From the module dependency graph you can see:

  • which modules you can share with other projects
  • the frequently used modules
  • the relative module file sizes
  • the project entry point
  • the stand alone modules

It’s easier to edit and test modular code because of well defined and simple interfaces.

The green nodes do not depend on any module. These are the modules you can easily share with other projects.

The red dependency line tells you that the module has only one dependency. I try to rework the code to remove the dependency if feasible. The opresult and matches modules are example of this.

If you put all your code in one module, it wouldn’t have any dependencies! However it would be to bloated and not granular enough for sharing with other projects. You can tell the relative size of a module by the size of its node. runCommand is the biggest module.

The comparelines, jsondocraw and stfrunner modules are stand alone commands so they are not connected in this graph.

Nim Module Graph

The nim module graph at the bottom of the page tells you the nim language APIs you need. It shows which nim modules are used by which statictea modules.

The green nim modules are only used by one statictea module. I strive for green modules, that way all related functions are grouped together.

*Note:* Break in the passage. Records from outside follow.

//! nic.at (.at): the registrant's contact object is printed first.

use crate::whois::rules::{RuleSpec, Transform};
use crate::whois::ruleset::{FieldDelta, SuffixRules};

pub static AT: SuffixRules = SuffixRules {
    registry: "nic.at",
    suffixes: &["at", "co.at", "or.at"],
    fields: &[
        FieldDelta::replace(
            "domain_name",
            &[RuleSpec::text(r"^domain:[ \t]*(.+)").transform(Transform::Lowercase)],
        ),
        FieldDelta::replace(
            "registrar",
            &[RuleSpec::text(r"^registrar:[ \t]*(.+?)(?:[ \t]*\([^)]*\))?[ \t]*\r?$")],
        ),
        FieldDelta::replace("registrant_id", &[RuleSpec::text(r"^registrant:[ \t]*(.+)")]),
        FieldDelta::replace("tech_id", &[RuleSpec::text(r"^tech-c:[ \t]*(.+)")]),
        FieldDelta::replace(
            "name_servers",
            &[RuleSpec::text(r"^nserver:[ \t]*(.+)").transform(Transform::Hostname)],
        ),
        FieldDelta::replace(
            "updated_date",
            &[RuleSpec::date(r"^changed:[ \t]*(.+)").first_only()],
        ),
        FieldDelta::replace(
            "registrant_name",
            &[RuleSpec::text(r"^personname:[ \t]*(.+)").first_only()],
        ),
        FieldDelta::replace("org", &[RuleSpec::text(r"^organization:[ \t]*(.+)").first_only()]),
        FieldDelta::replace(
            "address",
            &[RuleSpec::text(r"^street address:[ \t]*(.+)").first_only()],
        ),
        FieldDelta::replace("zipcode", &[RuleSpec::text(r"^postal code:[ \t]*(.+)").first_only()]),
        FieldDelta::replace("city", &[RuleSpec::text(r"^city:[ \t]*(.+)").first_only()]),
        FieldDelta::replace("country", &[RuleSpec::text(r"^country:[ \t]*(.+)").first_only()]),
    ],
};
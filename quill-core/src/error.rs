use thiserror::Error;

#[derive(Error, Debug)]
pub enum QuillError {
    #[error("WHOIS response is empty")]
    EmptyResponse,

    #[error("WHOIS response could not be decoded: {0}")]
    Undecodable(String),

    #[error("Invalid rule pattern for field {field}: {source}")]
    InvalidPattern {
        field: String,
        #[source]
        source: regex::Error,
    },

    #[error("Suffix registered by more than one rule table: {0}")]
    DuplicateSuffix(String),
}

pub type Result<T> = std::result::Result<T, QuillError>;
//! JPRS (.jp): bracketed labels, optionally prefixed with a letter index.

use crate::whois::rules::{RuleSpec, Transform};
use crate::whois::ruleset::{FieldDelta, SuffixRules};

pub static JP: SuffixRules = SuffixRules {
    registry: "JPRS",
    suffixes: &["jp", "co.jp", "ne.jp", "or.jp", "ac.jp", "go.jp", "ad.jp", "ed.jp", "gr.jp", "lg.jp"],
    fields: &[
        FieldDelta::replace(
            "domain_name",
            &[RuleSpec::text(r"\[Domain Name\][ \t]*(.+)").transform(Transform::Lowercase)],
        ),
        FieldDelta::replace(
            "registrant_name",
            &[
                RuleSpec::text(r"\[Registrant\][ \t]*(.+)"),
                RuleSpec::text(r"\[Organization\][ \t]*(.+)"),
            ],
        ),
        FieldDelta::replace(
            "name_servers",
            &[RuleSpec::text(r"\[Name Server\][ \t]*(.+)").transform(Transform::Hostname)],
        ),
        FieldDelta::replace(
            "creation_date",
            &[
                RuleSpec::date(r"\[Created on\][ \t]*(.+)"),
                RuleSpec::date(r"\[Registered Date\][ \t]*(.+)"),
            ],
        ),
        FieldDelta::replace(
            "expiration_date",
            &[
                RuleSpec::date(r"\[Expires on\][ \t]*(.+)"),
                RuleSpec::date(r"\[State\][ \t]*\S+[ \t]*\((\d{4}/\d{2}/\d{2})\)"),
            ],
        ),
        FieldDelta::replace(
            "updated_date",
            &[RuleSpec::date(r"\[Last Update(?:d)?\][ \t]*(.+)")],
        ),
        FieldDelta::replace(
            "status",
            &[
                RuleSpec::text(r"\[Status\][ \t]*(.+)"),
                RuleSpec::text(r"\[State\][ \t]*(\S+)"),
            ],
        ),
    ],
};
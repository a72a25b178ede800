//! The rule-set registry.
//!
//! Every suffix's rule-set is composed and compiled once, when the registry
//! is built, and is read-only afterwards. Supporting a new registry means
//! registering one more [`SuffixRules`] table; nothing already registered
//! changes.

use std::collections::HashMap;
use std::sync::Arc;

use once_cell::sync::Lazy;
use tracing::debug;

use super::ruleset::{FieldSpec, RuleSet, SuffixRules};
use super::suffixes;
use crate::error::{QuillError, Result};

/// Process-wide registry holding the generic table and the built-in catalogue.
pub static REGISTRY: Lazy<Arc<Registry>> = Lazy::new(|| {
    Arc::new(
        RegistryBuilder::new()
            .with_catalogue()
            .build()
            .expect("Invalid built-in WHOIS rule catalogue"),
    )
});

/// Read-only table of composed rule-sets keyed by suffix.
#[derive(Debug)]
pub struct Registry {
    generic: Arc<RuleSet>,
    by_suffix: HashMap<String, Arc<RuleSet>>,
}

impl Registry {
    pub fn builder() -> RegistryBuilder {
        RegistryBuilder::new()
    }

    /// The rule-set used when no suffix table matches.
    pub fn generic(&self) -> &RuleSet {
        &self.generic
    }

    /// The rule-set registered for exactly this suffix key, if any.
    pub fn get(&self, suffix: &str) -> Option<&RuleSet> {
        self.by_suffix.get(suffix).map(Arc::as_ref)
    }

    pub(crate) fn lookup(&self, suffix: &str) -> Option<(&str, &RuleSet)> {
        self.by_suffix
            .get_key_value(suffix)
            .map(|(key, set)| (key.as_str(), set.as_ref()))
    }

    /// All registered suffix keys, sorted.
    pub fn suffixes(&self) -> Vec<&str> {
        let mut keys: Vec<&str> = self.by_suffix.keys().map(String::as_str).collect();
        keys.sort_unstable();
        keys
    }
}

/// Collects suffix tables and composes them into a [`Registry`].
#[derive(Debug, Clone)]
pub struct RegistryBuilder {
    base: &'static [FieldSpec],
    tables: Vec<&'static SuffixRules>,
}

impl Default for RegistryBuilder {
    fn default() -> Self {
        Self::new()
    }
}

impl RegistryBuilder {
    /// Starts from the generic base table with no suffix tables.
    pub fn new() -> Self {
        Self {
            base: suffixes::GENERIC,
            tables: Vec::new(),
        }
    }

    /// Replaces the generic base table.
    pub fn with_base(mut self, base: &'static [FieldSpec]) -> Self {
        self.base = base;
        self
    }

    pub fn with_suffix(mut self, table: &'static SuffixRules) -> Self {
        self.tables.push(table);
        self
    }

    /// Adds every built-in suffix table.
    pub fn with_catalogue(mut self) -> Self {
        self.tables.extend_from_slice(suffixes::CATALOGUE);
        self
    }

    /// Composes every table with the base and indexes it by suffix key.
    ///
    /// Fails on a pattern that does not compile or a suffix key claimed
    /// by two tables.
    pub fn build(self) -> Result<Registry> {
        let generic = Arc::new(RuleSet::compose(self.base, None)?);
        let mut by_suffix = HashMap::new();

        for table in &self.tables {
            let composed = Arc::new(RuleSet::compose(self.base, Some(*table))?);
            for suffix in table.suffixes {
                let key = suffix.trim_start_matches('.').to_lowercase();
                if by_suffix.insert(key.clone(), Arc::clone(&composed)).is_some() {
                    return Err(QuillError::DuplicateSuffix(key));
                }
            }
        }

        debug!(
            tables = self.tables.len(),
            suffixes = by_suffix.len(),
            "Built WHOIS rule registry"
        );

        Ok(Registry { generic, by_suffix })
    }
}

Often I wrap a nim module. The statictea wrapper module exposes a limited and simple interface tailored for statictea needs. This was done for the re module. The graph tells you that statictea only uses the regular expression functions in the regexes module and not the multitude of functions in the re module. The readjson module is another example of this.

Building Graphs

You build the dependency graph with the nimble task dotsrc and the nim module graph with dotsys. Search for createDependencyGraph and createDependencyGraph2 in the nimble file.

Each graph is an svg file. The graphviz program produces the file based on a text file defining the dependencies. The text file is created by the nimble task starting from the data generated by nim’s genDepend command.

* https://graphviz.org/

StfRunner

The stfRunner command is used for running statictea system tests.

StfRunner executes a stf test file which tests a feature. A stf file contains instructions for creating files, running files and comparing files.

A normal test creates all the input files, runs statictea then compares the outputs to the expected values.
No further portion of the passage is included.